DirectoryIterator vs FilesystemIterator

I was working on a project that required iterating over a directory of files recently. Whenever I do this I reach for my old friend RecursiveDirectoryIterator. In this case I only needed the full path to each file. I was using the fact that RecursiveDirectoryIterator returns the full path as the key on each iteration step by default. I was ignoring the value, which is an SplFileInfo object. Looking through the documentation I saw there was a way to make RecursiveDirectoryIterator return just the full path as the value. However I ran into a bug that caused me to dig into the internals of the SPL and figure out how things were working.
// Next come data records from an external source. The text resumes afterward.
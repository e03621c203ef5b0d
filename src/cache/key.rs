//! Cache key normalization.
//!
//! Raw keys look like `npm-@scope/pkg` or `github-owner-repo`. They become
//! file names in the cache directory, so reserved characters are replaced by
//! fixed tokens:
//!
//! | input | token |
//! |-------|-------|
//! | `@`   | `_at_` |
//! | `/`   | `_slash_` |
//! | `_`   | `__` |
//! | anything outside `[A-Za-z0-9.-]` | `_x<HEX>_` (UTF-8 bytes) |
//!
//! Every token starts with `_` and the character after it (`_`, `a`, `s`,
//! `x`) identifies the token, so the encoding can be decoded left to right
//! and two different raw keys never share a normalized key. A leading `.` is
//! escaped as well so no key becomes a hidden file or `..`.

use std::fmt::Write;

/// Maps a raw lookup identifier to a file-name-safe cache key.
///
/// # Examples
///
/// ```rust
/// use catalog_enrich::cache::normalize_key;
///
/// assert_eq!(normalize_key("npm-@sveltejs/kit"), "npm-_at_sveltejs_slash_kit");
/// assert_eq!(normalize_key("github-foo-bar"), "github-foo-bar");
/// ```
#[must_use]
pub fn normalize_key(raw: &str) -> String {
    let mut normalized = String::with_capacity(raw.len());

    for (index, ch) in raw.chars().enumerate() {
        match ch {
            '@' => normalized.push_str("_at_"),
            '/' => normalized.push_str("_slash_"),
            '_' => normalized.push_str("__"),
            '.' if index == 0 => escape(&mut normalized, ch),
            c if c.is_ascii_alphanumeric() || c == '-' || c == '.' => normalized.push(c),
            c => escape(&mut normalized, c),
        }
    }

    normalized
}

fn escape(out: &mut String, ch: char) {
    let mut buf = [0u8; 4];
    out.push_str("_x");
    for byte in ch.encode_utf8(&mut buf).bytes() {
        let _ = write!(out, "{byte:02X}");
    }
    out.push('_');
}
Besides RecursiveDirectoryIterator there are two other main SPL classes for iterating over files in a directory: DirectoryIterator, and FilesystemIterator. When SPL was first introduced in PHP 5.0 FilesystemIterator did not exist. It was added in PHP 5.3. I never understood what the difference between it and DirectoryIterator was until now. The documentation does not give many clues. How this relates to RecursiveDirectoryIterator is that class used to extend from DirectoryIterator. When FilesystemIterator was introduced it was changed to extend from that class instead. The reasons for this will be clear later. So what are the differences between DirectoryIterator and FilesystemIterator? Here is what I found out.

DirectoryIterator

When you iterate using DirectoryIterator each value returned is that same DirectoryIterator object. The internal state is changed so that when you call isDir(), getPathname(), or similar methods the correct information is returned. If you were to ask for a key when iterating you will get an integer index value.

<?php
$files = new DirectoryIterator(/*...*/);
foreach ($files as $index => $iterator) {
    /*...*/
}

FilesystemIterator

FilesystemIterator (and thus RecursiveDirectoryIterator) on the other hand returns a new, different SplFileInfo object for each iteration step. The key is the full pathname of the file.

<?php
$files = new FilesystemIterator(/*...*/);
foreach ($files as $fullPath => $info) {
    /*...*/
}

This is by default. You can change what is returned for the key or value using the flags argument to the constructor. Your choices are:

  • CURRENT_AS_PATHNAME
  • CURRENT_AS_FILEINFO
  • CURRENT_AS_SELF Note that this makes FilesystemIterator and RecursiveDirectoryIterator behave like DirectoryIterator
  • KEY_AS_PATHNAME
  • KEY_AS_FILENAME

The bug I ran into has to do with the CURRENT_AS_PATHNAME option. Using it will cause PHP to throw a fatal exception. I made a pull request to fix this and submitted it via Github but as of the date of this blog post has yet to be merged.

I'm not sure about all of the histroy, why DirectoryIterator returned itself but RecursiveDirectoryIterator returned new SplFileInfo objects when SPL was created, but it is clear the FilesystemIterator class was introduced to make the API a little bit cleaner.